Modern life bombards us with stimulation. Television sets, cell phones, radios, and pagers are constantly reminding us to stay alert. Even the electric lightbulb, a relatively recent invention, can be an obstacle to good sleep.
Researchers at both Stanford Medical Center and the University of Oregon have concluded that bright light can trick our brains into thinking that we should be awake and alert. The importance of this fact cannot be underestimated. The simple acts of watching television late at night, keeping your house well lit prior to going to bed, and checking your e--mail in the evening can all have the effect of jump-starting your metabolism. Our early ancestors did not have these impediments to sleep. Homo sapiens living 50,000 to 100,000 years ago did not have houses with dark shades to avert morning sunlight, nor did they have lightbulbs and e-mail to stimulate them in the evening. Consequently, their biological clocks were constantly being tuned to the systematic dark and light cycle of the earth's changing seasons, which was beyond their control.

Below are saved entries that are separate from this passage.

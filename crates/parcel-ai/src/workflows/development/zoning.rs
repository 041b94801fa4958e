use super::domain::{
    Allowance, AllowanceSet, MaximumPotential, Parcel, Pathway, TodTier, TransitProfile,
};
use super::rulebook::{normalize_zone_key, RegulatoryTables};

pub const SSMUH_MIN_POPULATION: u32 = 5_000;
pub const SSMUH_SMALL_LOT_MAX_M2: f64 = 280.0;
/// Literal threshold for the six-unit bonus; sits one square metre above the four-unit cut.
pub const SSMUH_SIX_UNIT_MIN_M2: f64 = 281.0;

const STOREY_HEIGHT_M: f64 = 3.5;

pub fn current_allowance(tables: &dyn RegulatoryTables, zoning: &str) -> Allowance {
    let key = normalize_zone_key(zoning);
    match tables.zoning_rule(&key) {
        Some(rule) => Allowance {
            pathway: Pathway::Current,
            units: rule.units,
            storeys: rule.storeys,
            fsr: rule.fsr,
            max_height_m: rule.max_height_m,
            eligible: true,
            label: rule.zone.clone(),
            rationale: format!("{} ({})", rule.description, rule.zone),
        },
        None => {
            let fallback = tables.fallback_zoning();
            Allowance {
                pathway: Pathway::Current,
                units: fallback.units,
                storeys: fallback.storeys,
                fsr: fallback.fsr,
                max_height_m: fallback.max_height_m,
                eligible: true,
                label: fallback.zone.clone(),
                rationale: format!(
                    "Unrecognized zoning code '{}'; most restrictive allowance applied",
                    zoning.trim()
                ),
            }
        }
    }
}

pub fn is_recognized_zoning(tables: &dyn RegulatoryTables, zoning: &str) -> bool {
    tables.zoning_rule(&normalize_zone_key(zoning)).is_some()
}

pub fn ssmuh_allowance(
    tables: &dyn RegulatoryTables,
    parcel: &Parcel,
    transit: &TransitProfile,
) -> Allowance {
    let municipality = tables.municipality(&parcel.municipality);
    let population = municipality.map(|profile| profile.population).unwrap_or(0);
    let urban_containment = municipality
        .map(|profile| profile.urban_containment)
        .unwrap_or(false);
    let zone_key = normalize_zone_key(&parcel.zoning);

    let ineligible_reason = if municipality.is_none() {
        Some(format!(
            "Municipality '{}' is not covered by the rule book",
            parcel.municipality.trim()
        ))
    } else if population <= SSMUH_MIN_POPULATION {
        Some(format!(
            "Municipal population {population} does not exceed {SSMUH_MIN_POPULATION}"
        ))
    } else if !urban_containment {
        Some("Parcel is outside the urban containment boundary".to_string())
    } else if !tables.is_ssmuh_compatible(&zone_key) {
        Some(format!(
            "Zoning {} is not single-family or duplex compatible",
            if zone_key.is_empty() { "(none)" } else { zone_key.as_str() }
        ))
    } else {
        None
    };

    if let Some(reason) = ineligible_reason {
        return Allowance {
            pathway: Pathway::Ssmuh,
            units: 1,
            storeys: 0,
            fsr: 0.0,
            max_height_m: 0.0,
            eligible: false,
            label: "Not eligible".to_string(),
            rationale: reason,
        };
    }

    let lot_m2 = parcel.lot_area_m2();
    let (units, fsr, rationale) = if lot_m2 <= SSMUH_SMALL_LOT_MAX_M2 {
        (
            3,
            0.9,
            format!("Lot of {lot_m2:.1} m² is at or below {SSMUH_SMALL_LOT_MAX_M2} m²"),
        )
    } else if transit.frequent_transit_400m && lot_m2 >= SSMUH_SIX_UNIT_MIN_M2 {
        (
            6,
            1.5,
            format!("Lot of {lot_m2:.1} m² within 400 m of frequent transit"),
        )
    } else {
        (
            4,
            1.0,
            format!("Lot of {lot_m2:.1} m² exceeds {SSMUH_SMALL_LOT_MAX_M2} m²"),
        )
    };

    Allowance {
        pathway: Pathway::Ssmuh,
        units,
        storeys: 3,
        fsr,
        max_height_m: 11.0,
        eligible: true,
        label: format!("SSMUH {units}-unit"),
        rationale,
    }
}

pub fn tod_allowance(transit: &TransitProfile) -> Allowance {
    let Some(tier) = transit.tod_tier() else {
        return Allowance {
            pathway: Pathway::Tod,
            units: 0,
            storeys: 0,
            fsr: 0.0,
            max_height_m: 0.0,
            eligible: false,
            label: "Not eligible".to_string(),
            rationale: "No rapid transit station within 800 m".to_string(),
        };
    };

    let (units, storeys, fsr) = match tier {
        TodTier::Within200m => (12, 20, 5.0),
        TodTier::Within400m => (8, 12, 4.0),
        TodTier::Within800m => (6, 8, 3.0),
    };

    Allowance {
        pathway: Pathway::Tod,
        units,
        storeys,
        fsr,
        max_height_m: storeys as f64 * STOREY_HEIGHT_M,
        eligible: true,
        label: tier.label().to_string(),
        rationale: format!("Within {} of rapid transit", tier.label()),
    }
}

/// Greatest unit count wins; ties keep the earliest pathway in evaluation order.
pub fn maximum_potential(
    current: &Allowance,
    ssmuh: &Allowance,
    tod: &Allowance,
) -> MaximumPotential {
    let mut best = current;
    for candidate in [ssmuh, tod] {
        if candidate.units > best.units {
            best = candidate;
        }
    }

    MaximumPotential {
        pathway: best.pathway,
        allowance: best.clone(),
    }
}

pub fn compute_allowances(
    tables: &dyn RegulatoryTables,
    parcel: &Parcel,
    transit: &TransitProfile,
) -> AllowanceSet {
    let current = current_allowance(tables, &parcel.zoning);
    let ssmuh = ssmuh_allowance(tables, parcel, transit);
    let tod = tod_allowance(transit);
    let maximum_potential = maximum_potential(&current, &ssmuh, &tod);

    AllowanceSet {
        current,
        ssmuh,
        tod,
        maximum_potential,
    }
}
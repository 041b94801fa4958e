pub mod assessment;
pub mod development;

Although it is impossible to gauge the sleeplessness of our ancestors, we do know that sleep problems are becoming much more frequent as we enter the 21st century.

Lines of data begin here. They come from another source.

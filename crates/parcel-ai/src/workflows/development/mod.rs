//! Zoning allowances, development scenarios, and the comprehensive parcel report.
//!
//! Stages 1-6 (transit through selection) are pure and synchronous; only the analysis
//! service talks to collaborators.

pub(crate) mod compliance;
pub mod domain;
pub mod financial;
pub mod pipeline;
pub mod providers;
pub mod report;
pub mod router;
pub mod rulebook;
pub mod scenarios;
pub mod selection;
pub mod service;
pub mod transit;
pub mod zoning;

#[cfg(test)]
mod tests;

pub use compliance::evaluate_compliance;
pub use domain::{
    Allowance, AllowanceSet, ComplianceRecord, ConstructionType, Coordinates, DensityTier,
    DesignGuidance, DevelopmentScenario, DistanceBasis, FinancialSummary, MaximumPotential,
    OptimizedPlan, Parcel, Pathway, PropertyMetrics, ScenarioKind, ScenarioScore, ServiceLevel,
    TodTier, TransitProfile, UnitType,
};
pub use pipeline::{DevelopmentPipeline, PipelineRun};
pub use providers::{
    Comparable, MarketAnalysis, PropertyData, PropertyDataProvider, ProviderError,
    RegulatoryAnalysis, RegulatoryProvider, UnavailableProvider,
};
pub use report::{AnalysisRequest, AppliedDefault, ComprehensiveReport, DataSources, PropertyFacts};
pub use router::analysis_router;
pub use rulebook::{RegulatoryTables, RuleBook, RuleBookError};
pub use selection::{ScenarioSelection, ScoringWeights};
pub use service::{AnalysisError, ParcelAnalysisService, ReportCache};
pub use transit::{DistanceSource, FixedDistance, StationDistanceSource, TransitDistance};
use axum::http::StatusCode;
use axum::response::{IntoResponse, Response};
use axum::Json;
use serde::Serialize;

/// Structured API error returned to clients.
#[derive(Debug, Serialize)]
pub struct ApiErrorBody {
    pub error: ApiErrorDetail,
}

#[derive(Debug, Serialize)]
pub struct ApiErrorDetail {
    pub code: String,
    pub message: String,
}

/// Application-level error type that converts into an HTTP response.
#[derive(Debug)]
pub struct ApiError {
    pub status: StatusCode,
    pub code: String,
    pub message: String,
}

impl ApiError {
    pub fn bad_request(message: impl Into<String>) -> Self {
        Self {
            status: StatusCode::BAD_REQUEST,
            code: "BAD_REQUEST".to_string(),
            message: message.into(),
        }
    }

    pub fn internal(message: impl Into<String>) -> Self {
        Self {
            status: StatusCode::INTERNAL_SERVER_ERROR,
            code: "INTERNAL_ERROR".to_string(),
            message: message.into(),
        }
    }
}

impl IntoResponse for ApiError {
    fn into_response(self) -> Response {
        let body = ApiErrorBody {
            error: ApiErrorDetail {
                code: self.code,
                message: self.message,
            },
        };
        (self.status, Json(body)).into_response()
    }
}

Researchers at Carnegie Mellon University and the University of Pennsylvania found that the amount and quality of sleep actually affects how sick people get. The immune system is the body's primary defense against viruses and bacteria that invade the body, causing disease. This mounting evidence that sleep may help strengthen the immune system is quite important. A good night's sleep must be considered an integral part of any rejuvenation strategy. But how do you know if you are getting enough sleep?
William Dement, M.D., one of the world's foremost authorities on sleep, has a term for the physical condition of lacking enough sleep--sleep debt. Dement feels that the simplest way to measure sleep debt is to assess your daytime sleepiness. If you feel sleepy more than a couple of times during the day, you may be suffering some type of sleep debt.

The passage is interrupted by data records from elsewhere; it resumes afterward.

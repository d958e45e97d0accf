//! Wire-format events exchanged with collaboration clients.
//!
//! Every message on the socket is a JSON envelope `{"type": ..., "payload": ...}`.
//! The envelope tag is decoded first and the payload is decoded into the
//! matching concrete type, so a mismatched payload fails cleanly instead of
//! being probed field by field.

use chrono::{DateTime, Utc};
use serde::{Deserialize, Serialize};

use crate::id::{NoteId, ThreadId, UserId};

/// A note as carried by content events.
///
/// This mirrors what the CRUD layer returns to clients; the hub relays it
/// verbatim and never inspects `content`.
#[derive(Debug, Clone, PartialEq, Serialize, Deserialize)]
pub struct Note {
    pub id: NoteId,
    pub thread_id: ThreadId,
    pub user_id: UserId,
    pub content: String,
    pub created_at: DateTime<Utc>,
    pub updated_at: DateTime<Utc>,
}

/// Client → server messages.
///
/// The originating user is never trusted from the payload; it is attached
/// from the authenticated connection identity.
#[derive(Debug, Clone, PartialEq, Serialize, Deserialize)]
#[serde(tag = "type", content = "payload", rename_all = "snake_case")]
pub enum ClientEvent {
    ThreadJoin { thread_id: ThreadId },
    ThreadLeave { thread_id: ThreadId },
    NoteAdd { thread_id: ThreadId, note: Note },
    NoteUpdate { thread_id: ThreadId, note: Note },
    NoteDelete { thread_id: ThreadId, note_id: NoteId },
    UserTyping { thread_id: ThreadId, is_typing: bool },
}

/// Server → client messages.
#[derive(Debug, Clone, PartialEq, Serialize, Deserialize)]
#[serde(tag = "type", content = "payload", rename_all = "snake_case")]
pub enum ServerEvent {
    UserJoined { thread_id: ThreadId, user_id: UserId },
    UserLeft { thread_id: ThreadId, user_id: UserId },
    NoteAdded { thread_id: ThreadId, note: Note },
    NoteUpdated { thread_id: ThreadId, note: Note },
    NoteDeleted { thread_id: ThreadId, note_id: NoteId },
    UserTyping { thread_id: ThreadId, user_id: UserId, is_typing: bool },
}
/// Sync API configuration, loaded from environment variables.
#[derive(Debug, Clone)]
pub struct Config {
    /// Port the HTTP server binds to.
    pub port: u16,
}

impl Config {
    /// Load configuration from environment variables, falling back to
    /// defaults where a variable is unset or unparseable.
    pub fn from_env() -> Self {
        Self {
            port: std::env::var("PORT")
                .ok()
                .and_then(|v| v.parse().ok())
                .unwrap_or(4003),
        }
    }
}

There are a number of things you can do to sleep better. Most of them involve simple changes to your lifestyle, rather than herbs or medication. First, try the following suggestions:
1. Sleeping Tools:
Choose the right bed and pillows. If you awaken in the morning with back pain, you are probably sleeping in the wrong bed. If you awaken with neck pain, you probably need to change your pillow. Being too warm, too cold, or hindered by the wrong type of quilt or comforter can also disturb your sleep. It is very important that you pay attention to allthese details. Your bed should be your most comfortable place on earth. After all, you will spend approximately one-third of your life there.
2. Sleeping Environment:
Be certain that your room is an ideal environment for sleep. Notice how you feel with the windows open or closed. Some people prefer a cooler or a warmer environment. It is very important that your room block noise and light from disturbing your sleep. Primitive man never had to worry about the honking horns from taxicabs or the roar of anoverhead jet plane, but you may need to close your window, turn on a fan, or buy a white-noise maker to quiet your environment.
3. Bedtime Ritual:
Establish a bedtime ritual. Some people find gentle yoga stretching to be calming. Other people find that reading a book (as long as it is not a chilling murder mystery) is also an effective sleep-inducer. Taking a warm bath, dimming the lights an hour before bedtime, and avoiding stimulation will all help bring on a good night's sleep.
4. Regular Bedtime:
Establish a regular bedtime. Research indicates that going to sleep at the same time every night is a tremendous aid to a good night's sleep. All of your body's chemicals and hormones gradually learn an established pattern and will trigger to prepare you for sleep if you follow a daily ritual.
5. Food and Drink:
Be certain to avoid coffee, tea, soda, chocolate, or medications that include caffeine in the evening. Many people report that drinking alcohol also disturbs their sleep. Although having one or two drinks with dinner may be very relaxing, it can also make it more difficult to sleep. Be sure that you finish your evening meal a few hours before retiring and try to eat a light dinner. Overeating late in the day can make you feel uncomfortable and deprive you of a good night's sleep, because your body will go into overdrive to digest all that food.